WHAT IS NEEDED - Transcribe exactly the line that contains "assert_eq!(source.recv().await.unwrap().rawtime, 1);" and each line that comes after it in the material, the last line included, and nothing more.

WORKING DATA -
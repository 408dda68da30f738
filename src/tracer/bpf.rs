//! Kernel probe loading, attachment and ring buffer reading.
//!
//! Implements [`EventSource`] using aya. All code is gated behind
//! `#[cfg(feature = "bpf")]`.

use anyhow::{Context, Result};
use tokio::io::unix::AsyncFd;

use aya::maps::{MapData, PerCpuArray, RingBuf};
use aya::programs::KProbe;
use aya::{Ebpf, EbpfLoader};

use super::event::RawEventRecord;
use super::parse::parse_record;
use super::{EventSource, SourceError};

/// Compiled probe object, embedded at build time.
///
/// Uses `include_bytes_aligned!` so aya's ELF parser sees an 8-byte aligned
/// pointer.
const BPF_OBJ: &[u8] = aya::include_bytes_aligned!(concat!(env!("OUT_DIR"), "/parrotty.bpf.o"));

/// Probe programs and the kernel symbols they attach to.
const KPROBES: &[(&str, &str)] = &[
    ("kprobe_tty_write", "tty_write"),
    (
        "kprobe_n_tty_receive_buf_common",
        "n_tty_receive_buf_common",
    ),
];

/// Probe attachment statistics for Prometheus metrics.
#[derive(Debug, Clone, Copy, Default)]
pub struct AttachmentStats {
    pub kprobes_attached: u32,
}

/// Ring-buffer backed source fed by the terminal kprobes.
pub struct BpfSource {
    ring: AsyncFd<RingBuf<MapData>>,
    dropped: PerCpuArray<MapData, u64>,
    attach_stats: AttachmentStats,
    // Dropping the Ebpf object detaches all programs.
    _ebpf: Ebpf,
}

impl BpfSource {
    /// Load the probe with the given ring buffer size (bytes) and attach it.
    ///
    /// Must be called from within a tokio runtime.
    pub fn attach(ring_buf_size: u32) -> Result<Self> {
        let mut ebpf = EbpfLoader::new()
            .set_max_entries("events", ring_buf_size)
            .load(BPF_OBJ)
            .context("loading BPF objects")?;

        let attach_stats = attach_programs(&mut ebpf)?;
        tracing::info!(
            kprobes_attached = attach_stats.kprobes_attached,
            "BPF program attachment summary"
        );

        let events_map = ebpf
            .take_map("events")
            .ok_or_else(|| anyhow::anyhow!("events map not found"))?;
        let ring_buf =
            RingBuf::try_from(events_map).context("creating ring buffer from events map")?;

        let dropped_map = ebpf
            .take_map("dropped")
            .ok_or_else(|| anyhow::anyhow!("dropped map not found"))?;
        let dropped =
            PerCpuArray::try_from(dropped_map).context("opening dropped counter map")?;

        let ring = AsyncFd::new(ring_buf).context("creating async fd for ring buffer")?;

        Ok(Self {
            ring,
            dropped,
            attach_stats,
            _ebpf: ebpf,
        })
    }

    /// Return a copy of the attachment statistics.
    pub fn attachment_stats(&self) -> AttachmentStats {
        self.attach_stats
    }
}

impl EventSource for BpfSource {
    fn name(&self) -> &str {
        "bpf"
    }

    async fn recv(&mut self) -> Result<RawEventRecord, SourceError> {
        loop {
            let mut guard = self.ring.readable_mut().await?;

            let parsed = guard
                .get_inner_mut()
                .next()
                .map(|item| parse_record(&item));

            match parsed {
                Some(result) => return result.map_err(SourceError::from),
                None => guard.clear_ready(),
            }
        }
    }

    fn dropped(&self) -> Option<u64> {
        match self.dropped.get(&0, 0) {
            Ok(values) => Some(values.iter().sum()),
            Err(e) => {
                tracing::debug!(error = %e, "reading dropped counter map");
                None
            }
        }
    }
}

// ---------------------------------------------------------------------------
// BPF program attachment
// ---------------------------------------------------------------------------

fn attach_programs(ebpf: &mut Ebpf) -> Result<AttachmentStats> {
    let mut stats = AttachmentStats::default();

    for (prog_name, symbol) in KPROBES {
        attach_kprobe_required(ebpf, prog_name, symbol, &mut stats)?;
    }

    Ok(stats)
}

fn attach_kprobe_required(
    ebpf: &mut Ebpf,
    prog_name: &str,
    symbol: &str,
    stats: &mut AttachmentStats,
) -> Result<()> {
    let prog: &mut KProbe = ebpf
        .program_mut(prog_name)
        .ok_or_else(|| anyhow::anyhow!("kprobe program '{prog_name}' not found"))?
        .try_into()
        .with_context(|| format!("'{prog_name}' is not a kprobe program"))?;
    prog.load()
        .with_context(|| format!("loading kprobe {symbol}"))?;
    prog.attach(symbol, 0)
        .with_context(|| format!("attaching kprobe {symbol}"))?;

    stats.kprobes_attached += 1;
    tracing::debug!(symbol, "attached kprobe");

    Ok(())
}
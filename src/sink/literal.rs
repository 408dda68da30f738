use std::fmt;

/// Renders bytes as a quoted byte-string literal, e.g. `b'ls\r\n'`.
///
/// Printable ASCII passes through; `\t`, `\n`, `\r` and the backslash use their
/// short escapes; everything else becomes `\xNN`. Single quotes delimit the
/// literal unless the data contains `'` and no `"`.
#[derive(Clone, Copy)]
pub struct ByteLiteral<'a>(pub &'a [u8]);

impl ByteLiteral<'_> {
    fn quote(&self) -> u8 {
        if self.0.contains(&b'\'') && !self.0.contains(&b'"') {
            b'"'
        } else {
            b'\''
        }
    }
}

impl fmt::Display for ByteLiteral<'_> {
    fn fmt(&self, f: &mut fmt::Formatter<'_>) -> fmt::Result {
        let quote = self.quote();
        f.write_str("b")?;
        f.write_str(if quote == b'"' { "\"" } else { "'" })?;

        for &b in self.0 {
            match b {
                b'\\' => f.write_str("\\\\")?,
                b'\t' => f.write_str("\\t")?,
                b'\n' => f.write_str("\\n")?,
                b'\r' => f.write_str("\\r")?,
                _ if b == quote => write!(f, "\\{}", b as char)?,
                0x20..=0x7e => write!(f, "{}", b as char)?,
                _ => write!(f, "\\x{b:02x}")?,
            }
        }

        f.write_str(if quote == b'"' { "\"" } else { "'" })
    }
}

impl fmt::Debug for ByteLiteral<'_> {
    fn fmt(&self, f: &mut fmt::Formatter<'_>) -> fmt::Result {
        fmt::Display::fmt(self, f)
    }
}
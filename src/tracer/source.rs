//! In-process bounded source with lossy producers.
//!
//! Mirrors the kernel ring buffer contract in userland: any number of producer
//! handles submit without blocking, a full buffer drops the new record and
//! counts it, and a single [`ChannelSource`] drains in arrival order.

use std::sync::atomic::{AtomicU64, Ordering};
use std::sync::Arc;

use thiserror::Error;
use tokio::sync::mpsc;

use super::event::RawEventRecord;
use super::{EventSource, SourceError};

/// Why a submission did not enter the buffer.
#[derive(Error, Debug, Clone, Copy, PartialEq, Eq)]
pub enum SubmitError {
    #[error("event buffer full, record dropped")]
    Full,

    #[error("event consumer closed")]
    Closed,
}

/// Cloneable producer handle.
#[derive(Clone)]
pub struct ChannelProducer {
    tx: mpsc::Sender<RawEventRecord>,
    dropped: Arc<AtomicU64>,
}

impl ChannelProducer {
    /// Submit one record without waiting for capacity.
    pub fn submit(&self, record: RawEventRecord) -> Result<(), SubmitError> {
        match self.tx.try_send(record) {
            Ok(()) => Ok(()),
            Err(mpsc::error::TrySendError::Full(_)) => {
                self.dropped.fetch_add(1, Ordering::Relaxed);
                Err(SubmitError::Full)
            }
            Err(mpsc::error::TrySendError::Closed(_)) => Err(SubmitError::Closed),
        }
    }

    /// Records dropped by all handles so far.
    pub fn dropped(&self) -> u64 {
        self.dropped.load(Ordering::Relaxed)
    }
}

/// Single-consumer end of a bounded record buffer.
pub struct ChannelSource {
    rx: mpsc::Receiver<RawEventRecord>,
    dropped: Arc<AtomicU64>,
    capacity: usize,
}

impl ChannelSource {
    /// Create a buffer holding at most `capacity` records (minimum 1).
    pub fn bounded(capacity: usize) -> (ChannelProducer, Self) {
        let capacity = capacity.max(1);
        let (tx, rx) = mpsc::channel(capacity);
        let dropped = Arc::new(AtomicU64::new(0));

        (
            ChannelProducer {
                tx,
                dropped: Arc::clone(&dropped),
            },
            Self {
                rx,
                dropped,
                capacity,
            },
        )
    }

    /// Maximum number of buffered records.
    pub fn capacity(&self) -> usize {
        self.capacity
    }
}

impl EventSource for ChannelSource {
    fn name(&self) -> &str {
        "channel"
    }

    async fn recv(&mut self) -> Result<RawEventRecord, SourceError> {
        self.rx.recv().await.ok_or(SourceError::ProducerTerminated)
    }

    fn dropped(&self) -> Option<u64> {
        Some(self.dropped.load(Ordering::Relaxed))
    }
}

#[cfg(test)]
mod tests {
    use super::*;
    use crate::tracer::event::{Comm, Direction};

    fn record(rawtime: u64) -> RawEventRecord {
        RawEventRecord {
            rawtime,
            cgid: 1,
            inode: 2,
            pidtgid: 3,
            nsid: 4,
            comm: Comm::from_bytes(b"bash"),
            buf: b"x".to_vec(),
            direction: Direction::Output,
        }
    }

    #[tokio::test]
    async fn test_delivers_in_arrival_order() {
        let (producer, mut source) = ChannelSource::bounded(8);
        for t in [30, 10, 20] {
            producer.submit(record(t)).unwrap();
        }

        let mut seen = Vec::new();
        for _ in 0..3 {
            seen.push(source.recv().await.unwrap().rawtime);
        }
        assert_eq!(seen, vec![30, 10, 20]);
    }

    #[tokio::test]
    async fn test_overflow_drops_and_counts() {
        let (producer, mut source) = ChannelSource::bounded(2);
        assert!(producer.submit(record(1)).is_ok());
        assert!(producer.submit(record(2)).is_ok());
        assert_eq!(producer.submit(record(3)), Err(SubmitError::Full));
        assert_eq!(producer.submit(record(4)), Err(SubmitError::Full));

        assert_eq!(source.dropped(), Some(2));
        assert_eq!(producer.dropped(), 2);

        // Retained slots are still delivered.
        assert_eq!(source.recv().await.unwrap().rawtime, 1);
        assert_eq!(source.recv().await.unwrap().rawtime, 2);
    }

    #[tokio::test]
    async fn test_clones_share_drop_counter() {
        let (producer, source) = ChannelSource::bounded(1);
        let other = producer.clone();
        producer.submit(record(1)).unwrap();
        assert_eq!(other.submit(record(2)), Err(SubmitError::Full));
        assert_eq!(source.dropped(), Some(1));
    }

    #[tokio::test]
    async fn test_all_producers_gone_is_an_error() {
        let (producer, mut source) = ChannelSource::bounded(4);
        producer.submit(record(1)).unwrap();
        drop(producer);

        assert!(source.recv().await.is_ok());
        let err = source.recv().await.unwrap_err();
        assert!(matches!(err, SourceError::ProducerTerminated));
        assert_eq!(err.kind(), "producer_terminated");
    }

    #[tokio::test]
    async fn test_submit_after_consumer_closed() {
        let (producer, source) = ChannelSource::bounded(4);
        drop(source);
        assert_eq!(producer.submit(record(1)), Err(SubmitError::Closed));
        assert_eq!(producer.dropped(), 0);
    }

    #[test]
    fn test_zero_capacity_is_clamped() {
        let (_producer, source) = ChannelSource::bounded(0);
        assert_eq!(source.capacity(), 1);
    }
}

SOLUTION TO THIS PROBLEM -
        assert_eq!(source.recv().await.unwrap().rawtime, 1);
        assert_eq!(source.recv().await.unwrap().rawtime, 2);
    }

    #[tokio::test]
    async fn test_clones_share_drop_counter() {
        let (producer, source) = ChannelSource::bounded(1);
        let other = producer.clone();
        producer.submit(record(1)).unwrap();
        assert_eq!(other.submit(record(2)), Err(SubmitError::Full));
        assert_eq!(source.dropped(), Some(1));
    }

    #[tokio::test]
    async fn test_all_producers_gone_is_an_error() {
        let (producer, mut source) = ChannelSource::bounded(4);
        producer.submit(record(1)).unwrap();
        drop(producer);

        assert!(source.recv().await.is_ok());
        let err = source.recv().await.unwrap_err();
        assert!(matches!(err, SourceError::ProducerTerminated));
        assert_eq!(err.kind(), "producer_terminated");
    }

    #[tokio::test]
    async fn test_submit_after_consumer_closed() {
        let (producer, source) = ChannelSource::bounded(4);
        drop(source);
        assert_eq!(producer.submit(record(1)), Err(SubmitError::Closed));
        assert_eq!(producer.dropped(), 0);
    }

    #[test]
    fn test_zero_capacity_is_clamped() {
        let (_producer, source) = ChannelSource::bounded(0);
        assert_eq!(source.capacity(), 1);
    }
}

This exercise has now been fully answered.